▶ _Problem to solve_:
Retype exactly the lines that run from the start of the data to the line holding "cursor at the", including both, and only those.

▶ _Input for this task_:
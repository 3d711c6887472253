//! Top-level orchestration of the four map-file extractors (§4.1).

use esp_memmap_common::Diagnostics;

use crate::cursor::LineCursor;
use crate::error::MapFileError;
use crate::model::LinkerMap;
use crate::target::detect_target;
use crate::{memory_config, sections, validate, xref};

/// Parses a complete linker map file.
///
/// `supplied_target`, when given, is used verbatim instead of running target
/// detection — matching the design's "an empty target is allowed if the
/// caller supplies one externally" rule. Recoverable anomalies (contiguity
/// violations, orphan cross-reference lines) are reported through
/// `diagnostics` rather than failing the parse.
pub fn parse_map_file(
    text: &str,
    supplied_target: Option<String>,
    diagnostics: &mut Diagnostics,
) -> Result<LinkerMap, MapFileError> {
    let mut cursor = LineCursor::new(text);

    let regions = memory_config::parse_memory_configuration(&mut cursor)?;
    // `parse_memory_configuration` leaves the cursor at the
    // `Linker script and memory map` line itself; consume it before scanning
    // for a target or handing off to the section state machine.
    let lmap_start = cursor.next();
    debug_assert!(lmap_start.is_some());

    let remaining_from_here = text_from(&cursor);
    let target = supplied_target.or_else(|| detect_target(remaining_from_here.lines()));

    let output_sections = sections::parse_output_sections(&mut cursor, diagnostics);
    validate::validate_contiguity(&output_sections, diagnostics);

    let cross_references = xref::parse_cross_references(&mut cursor, diagnostics);

    Ok(LinkerMap {
        regions,
        target,
        output_sections,
        cross_references,
    })
}

/// Reconstructs the remaining text from a cursor's current position, for the
/// target scan, which runs over the same lines the section parser will
/// subsequently consume.
fn text_from(cursor: &LineCursor<'_>) -> String {
    let mut lines = Vec::new();
    let mut offset = 0;
    while let Some(line) = cursor.peek_at(offset) {
        lines.push(line);
        offset += 1;
    }
    lines.join("\n")
}

#[cfg(test)]
mod tests {
    use super::*;

    use crate::model::InputSection;
    use similar_asserts::assert_eq;

    #[test]
    fn parses_fixture_minimal_map() {
        let path = esp_memmap_testutils::fixture("maps/minimal.map");
        let text = std::fs::read_to_string(path).unwrap();
        let mut diagnostics = Diagnostics::new();
        let map = parse_map_file(&text, None, &mut diagnostics).unwrap();

        assert_eq!(map.regions.len(), 2);
        assert_eq!(map.output_sections.len(), 1);
        let section = &map.output_sections[0];
        assert_eq!(section.name, ".iram0.text");
        assert_eq!(section.address, 0x4000_0000);
        assert_eq!(section.size, 0x1000);
        assert_eq!(section.input_sections.len(), 1);
        assert_eq!(
            section.input_sections[0],
            InputSection {
                name: section.input_sections[0].name.clone(),
                address: 0x4000_0000,
                size: 0x1000,
                archive: "libfoo.a".to_owned(),
                object_file: "foo.o".to_owned(),
                fill: 0,
                symbols: Vec::new(),
            }
        );

        let xrefs = map.cross_references.unwrap();
        assert_eq!(xrefs.len(), 1);
        assert_eq!(xrefs[0].symbol, "__init");
    }

    #[test]
    fn supplied_target_short_circuits_detection() {
        let text = "Memory Configuration\n\nLinker script and memory map\n\
                     IDF_TARGET_ESP32S3 =\n";
        let mut diagnostics = Diagnostics::new();
        let map = parse_map_file(text, Some("esp32c3".to_owned()), &mut diagnostics).unwrap();
        assert_eq!(map.target.as_deref(), Some("esp32c3"));
    }

    #[test]
    fn detects_target_from_idf_define() {
        let text = "Memory Configuration\n\nLinker script and memory map\n\
                     #define IDF_TARGET_ESP32 =\n";
        let mut diagnostics = Diagnostics::new();
        let map = parse_map_file(text, None, &mut diagnostics).unwrap();
        assert_eq!(map.target.as_deref(), Some("esp32"));
    }
}
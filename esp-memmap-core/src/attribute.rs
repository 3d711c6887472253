//! Stage 4: attributing ELF symbols to the input sections that contain them
//! (§4.3 Stage 4).

use esp_memmap_debuginfo::elf::{ElfSymbol, SymbolType};
use esp_memmap_linkermap::model::{InputSection, OutputSection, Symbol};

use crate::error::{BuildError, BuildErrorKind};

/// Attributes ELF `FUNC`/`OBJECT` symbols to the input section that
/// contains each one, walking both lists in address order with a single
/// cursor rather than scanning every symbol against every input section.
///
/// `elf_symbols` distinguishes three cases:
///
/// - `None` — no ELF was supplied at all. Every input section gets a single
///   synthetic symbol named after itself, the best attribution obtainable
///   from a map file alone.
/// - `Some(&[])` — an ELF was supplied but symbol loading was disabled
///   (`BuildOptions::load_symbols = false`). Every input section's symbol
///   list is left empty; no synthetic symbol is injected, matching the
///   reference implementation's `load_symbols=False` path.
/// - `Some(symbols)` — normal attribution against the given symbol table.
///
/// A `FUNC` symbol's name gets a trailing `()` so callers can distinguish
/// functions from data objects of the same name in flattened output.
pub fn attach_symbols(
    elf_symbols: Option<&[ElfSymbol]>,
    sections: &mut [OutputSection],
) -> Result<(), BuildError> {
    let Some(elf_symbols) = elf_symbols else {
        for section in sections.iter_mut() {
            for isec in section.input_sections.iter_mut() {
                isec.symbols = vec![Symbol {
                    name: isec.name.clone(),
                    address: isec.address,
                    size: isec.size,
                }];
            }
        }
        return Ok(());
    };

    let mut symbols: Vec<&ElfSymbol> = elf_symbols
        .iter()
        .filter(|s| matches!(s.ty, SymbolType::Func | SymbolType::Object) && s.size != 0)
        .collect();
    symbols.sort_by_key(|s| s.value);

    let mut cursor: Vec<(usize, usize)> = Vec::new();
    for (si, section) in sections.iter_mut().enumerate() {
        for (ii, isec) in section.input_sections.iter_mut().enumerate() {
            isec.symbols.clear();
            cursor.push((si, ii));
        }
    }
    cursor.sort_by_key(|&(si, ii)| sections[si].input_sections[ii].address);

    if cursor.is_empty() {
        return Ok(());
    }

    let mut pos = 0usize;
    for symbol in symbols {
        loop {
            let (si, ii) = cursor[pos];
            let isec_end = isec_end(&sections[si].input_sections[ii]);
            if symbol.value < isec_end {
                break;
            }
            close_out_unassigned(&mut sections[si].input_sections[ii]);
            pos += 1;
            if pos >= cursor.len() {
                return Err(BuildErrorKind::SymbolOutsideSections(symbol.name.clone()).into());
            }
        }

        let (si, ii) = cursor[pos];
        let isec = &mut sections[si].input_sections[ii];
        if symbol.value < isec.address {
            // Symbol lies before this input section's start; it belongs to
            // a ROM-mapped range the map file doesn't describe. Skip it.
            continue;
        }
        if symbol.value + symbol.size > isec_end(isec) {
            return Err(BuildErrorKind::SymbolDoesNotFit {
                symbol: symbol.name.clone(),
                input_section: isec.name.clone(),
            }
            .into());
        }

        let mut name = symbol.name.clone();
        if matches!(symbol.ty, SymbolType::Func) {
            name.push_str("()");
        }
        isec.symbols.push(Symbol {
            name,
            address: symbol.value,
            size: symbol.size,
        });
    }

    Ok(())
}

fn isec_end(isec: &InputSection) -> u64 {
    isec.address + isec.size
}

fn close_out_unassigned(isec: &mut InputSection) {
    if isec.symbols.is_empty() {
        isec.symbols.push(Symbol {
            name: isec.name.clone(),
            address: isec.address,
            size: isec.size,
        });
    }
}
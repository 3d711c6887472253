//! Parsing of the C-style integer literals that appear throughout linker map
//! files (`0x40080000`, `16384`, ...).

/// Parses a C-style integer literal in base 10 or, with a `0x`/`0X` prefix,
/// base 16. Returns `None` for anything else (empty input, stray signs,
/// non-hex-digit characters after the prefix).
pub fn parse_c_uint(token: &str) -> Option<u64> {
    let token = token.trim();
    if let Some(hex) = token.strip_prefix("0x").or_else(|| token.strip_prefix("0X")) {
        u64::from_str_radix(hex, 16).ok()
    } else {
        token.parse::<u64>().ok()
    }
}
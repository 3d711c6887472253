//! Stage 3: the flashed/loaded image size (§4.3 Stage 3).

use indexmap::IndexMap;

use esp_memmap_linkermap::model::OutputSection;

use crate::sections_filter::ElfSectionSummary;

/// The total size of the bytes that must actually be present in the binary
/// image, as opposed to memory the linker reserved but that is zero-filled
/// at startup.
///
/// With an ELF available, this sums the size of every allocated
/// `SHT_PROGBITS` section — exactly the sections that carry initialized
/// bytes on disk. Without one, it falls back to summing every (already
/// filtered) output section except `.bss`/`noinit`, which is the closest
/// approximation obtainable from the map file alone.
pub fn image_size(
    elf_sections: Option<&IndexMap<String, ElfSectionSummary>>,
    sections: &[OutputSection],
) -> u64 {
    match elf_sections {
        Some(headers) => headers
            .values()
            .filter(|header| header.is_progbits())
            .map(|header| header.size)
            .sum(),
        None => sections
            .iter()
            .filter(|section| !(section.name.ends_with(".bss") || section.name.ends_with("noinit")))
            .map(|section| section.size)
            .sum(),
    }
}

#[cfg(test)]
mod tests {
    use super::*;
    use goblin::elf::section_header::{SHT_NOBITS, SHT_PROGBITS};

    fn section(name: &str, size: u64) -> OutputSection {
        OutputSection {
            name: name.to_owned(),
            address: 0,
            size,
            input_sections: Vec::new(),
        }
    }

    #[test]
    fn without_elf_excludes_bss_and_noinit() {
        let sections = vec![
            section(".iram0.text", 0x100),
            section(".dram0.bss", 0x200),
            section(".dram0.noinit", 0x40),
        ];
        assert_eq!(image_size(None, &sections), 0x100);
    }

    #[test]
    fn with_elf_sums_only_progbits() {
        let mut headers = IndexMap::new();
        headers.insert(
            ".iram0.text".to_owned(),
            ElfSectionSummary {
                ty: SHT_PROGBITS,
                size: 0x100,
            },
        );
        headers.insert(
            ".dram0.bss".to_owned(),
            ElfSectionSummary {
                ty: SHT_NOBITS,
                size: 0x200,
            },
        );
        assert_eq!(image_size(Some(&headers), &[]), 0x100);
    }
}
//! The output/input section state machine (§4.1).

use esp_memmap_common::{parse_c_uint, Diagnostics};

use crate::cursor::LineCursor;
use crate::model::{InputSection, OutputSection};
use crate::text::{is_column_zero, splitn_ws};

const XREF_HEADER: &str = "Cross Reference Table";
const EXPLICIT_BYTE_KEYWORDS: [&str; 5] = ["BYTE", "SHORT", "LONG", "QUAD", "SQUAD"];

/// Parses every output section from the cursor (positioned right after the
/// `Linker script and memory map` header) up to, but not including, the
/// `Cross Reference Table` header or end of file.
pub fn parse_output_sections(
    cursor: &mut LineCursor<'_>,
    diagnostics: &mut Diagnostics,
) -> Vec<OutputSection> {
    let mut sections = Vec::new();
    let mut current: Option<OutputSection> = None;

    while let Some(line) = cursor.peek() {
        if line.trim_end() == XREF_HEADER {
            break;
        }

        if line.trim().is_empty() {
            if let Some(section) = current.take() {
                sections.push(section);
            }
            cursor.next();
            continue;
        }

        if is_column_zero(line) && (line.trim_start().starts_with('.')) {
            if let Some(section) = current.take() {
                sections.push(section);
            }
            current = Some(open_output_section(cursor));
            continue;
        }

        match &mut current {
            Some(section) => {
                consume_input_line(cursor, section, diagnostics);
            }
            None => {
                // A line outside any output section (e.g. a `LOAD ...` entry
                // or a discarded-section notice): not part of this grammar.
                cursor.next();
            }
        }
    }

    if let Some(section) = current.take() {
        sections.push(section);
    }

    sections
}

/// Opens a new output section starting at the cursor's current (column-0,
/// dot-leading) line, consuming it and — when the header carried only a
/// name — its dimension-supplying continuation line.
fn open_output_section(cursor: &mut LineCursor<'_>) -> OutputSection {
    let header = cursor.next().expect("caller verified a line is present");
    let tokens = splitn_ws(header, 3);

    if tokens.len() >= 3 {
        return OutputSection {
            name: tokens[0].to_owned(),
            address: parse_c_uint(tokens[1]).unwrap_or(0),
            size: parse_c_uint(tokens[2]).unwrap_or(0),
            input_sections: Vec::new(),
        };
    }

    let name = tokens.first().copied().unwrap_or_default().to_owned();
    let mut section = OutputSection {
        name,
        address: 0,
        size: 0,
        input_sections: Vec::new(),
    };

    if let Some(next_line) = next_non_empty(cursor) {
        let dims: Vec<&str> = next_line.split_whitespace().collect();
        if dims.len() == 2 {
            if let (Some(addr), Some(size)) = (parse_c_uint(dims[0]), parse_c_uint(dims[1])) {
                section.address = addr;
                section.size = size;
                cursor.next();
            }
        }
    }

    section
}

/// Peeks the next non-blank line without consuming any line (including
/// blank ones already skipped), so a caller can inspect it before deciding
/// whether to consume it.
fn next_non_empty<'a>(cursor: &LineCursor<'a>) -> Option<&'a str> {
    let mut offset = 0;
    loop {
        let line = cursor.peek_at(offset)?;
        if !line.trim().is_empty() {
            return Some(line);
        }
        offset += 1;
    }
}

fn consume_input_line(
    cursor: &mut LineCursor<'_>,
    section: &mut OutputSection,
    diagnostics: &mut Diagnostics,
) {
    let line = cursor.next().expect("caller verified a line is present");
    let trimmed = line.trim_start();

    if let Some(rest) = trimmed.strip_prefix("*fill*") {
        if let Some(entry) = parse_fill(rest) {
            apply_fill(section, entry, diagnostics);
        }
        return;
    }

    let ws_tokens: Vec<&str> = trimmed.split_whitespace().collect();
    if ws_tokens.len() >= 3
        && EXPLICIT_BYTE_KEYWORDS.contains(&ws_tokens[1])
        && parse_c_uint(ws_tokens[0]).is_some()
    {
        if let Some(size) = parse_c_uint(ws_tokens[2]) {
            if let Some(last) = section.input_sections.last_mut() {
                last.fill += size;
            }
        }
        return;
    }

    if trimmed.starts_with('.') || trimmed.starts_with("COMMON") {
        let new_section = parse_input_section_header(cursor, trimmed);
        push_input_section(section, new_section, diagnostics);
    }
    // Any other indented line (wildcard patterns, `LOAD` continuations,
    // bare symbol-address annotations) carries no data this reader consumes.
}

struct FillEntry {
    address: u64,
    size: u64,
}

fn parse_fill(rest: &str) -> Option<FillEntry> {
    let tokens: Vec<&str> = rest.split_whitespace().collect();
    if tokens.len() != 2 {
        return None;
    }
    Some(FillEntry {
        address: parse_c_uint(tokens[0])?,
        size: parse_c_uint(tokens[1])?,
    })
}

fn apply_fill(section: &mut OutputSection, fill: FillEntry, diagnostics: &mut Diagnostics) {
    if let Some(current) = section.input_sections.last_mut() {
        if current.address == fill.address {
            // The fill record covers the same address as the input section
            // itself: it contributes no real bytes, only padding.
            current.size = 0;
            current.fill += fill.size;
            return;
        }
        if current.end() == fill.address {
            current.fill += fill.size;
            return;
        }
    }

    match section
        .input_sections
        .iter_mut()
        .rev()
        .find(|isec| isec.size != 0)
    {
        Some(isec) => isec.fill += fill.size,
        None => diagnostics.warn(format!(
            "*fill* at {:#x} in section {:?} has no input section to attach to",
            fill.address, section.name
        )),
    }
}

fn parse_input_section_header(cursor: &mut LineCursor<'_>, header: &str) -> InputSection {
    let tokens = splitn_ws(header, 4);

    let (name, address, size, archive_with_object) = if tokens.len() >= 4 {
        (
            tokens[0].to_owned(),
            parse_c_uint(tokens[1]).unwrap_or(0),
            parse_c_uint(tokens[2]).unwrap_or(0),
            tokens[3].to_owned(),
        )
    } else {
        let name = tokens.first().copied().unwrap_or_default().to_owned();
        if let Some(continuation) = next_non_empty(cursor) {
            let rest = splitn_ws(continuation, 3);
            if rest.len() == 3 {
                cursor.next();
                (
                    name,
                    parse_c_uint(rest[0]).unwrap_or(0),
                    parse_c_uint(rest[1]).unwrap_or(0),
                    rest[2].to_owned(),
                )
            } else {
                (name, 0, 0, String::new())
            }
        } else {
            (name, 0, 0, String::new())
        }
    };

    let (archive, object_file) = match archive_with_object.find('(') {
        Some(idx) => {
            let archive = archive_with_object[..idx].to_owned();
            let object_file = archive_with_object[idx + 1..]
                .trim_end_matches(')')
                .to_owned();
            (archive, object_file)
        }
        None => ("(exe)".to_owned(), archive_with_object),
    };

    InputSection {
        name,
        address,
        size,
        archive,
        object_file,
        fill: 0,
        symbols: Vec::new(),
    }
}

fn push_input_section(
    section: &mut OutputSection,
    mut new_section: InputSection,
    diagnostics: &mut Diagnostics,
) {
    if let Some(previous) = section.input_sections.last_mut() {
        if previous.address == new_section.address {
            previous.size = 0;
        }
    }

    if section.size != 0
        && (new_section.address < section.address || new_section.address >= section.address + section.size)
    {
        diagnostics.warn(format!(
            "input section {:?} at {:#x} lies outside output section {:?} [{:#x}, {:#x})",
            new_section.name,
            new_section.address,
            section.name,
            section.address,
            section.address + section.size,
        ));
        new_section.size = 0;
    }

    section.input_sections.push(new_section);
}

▶ _Result of the exercise_:
repository 3d711c6887472253
//! Top-level orchestration of the four map-file extractors (§4.1).

use esp_memmap_common::Diagnostics;

use crate::cursor::LineCursor;
use crate::error::MapFileError;
use crate::model::LinkerMap;
use crate::target::detect_target;
use crate::{memory_config, sections, validate, xref};

/// Parses a complete linker map file.
///
/// `supplied_target`, when given, is used verbatim instead of running target
/// detection — matching the design's "an empty target is allowed if the
/// caller supplies one externally" rule. Recoverable anomalies (contiguity
/// violations, orphan cross-reference lines) are reported through
/// `diagnostics` rather than failing the parse.
pub fn parse_map_file(
    text: &str,
    supplied_target: Option<String>,
    diagnostics: &mut Diagnostics,
) -> Result<LinkerMap, MapFileError> {
    let mut cursor = LineCursor::new(text);

    let regions = memory_config::parse_memory_configuration(&mut cursor)?;
    // `parse_memory_configuration` leaves the cursor at the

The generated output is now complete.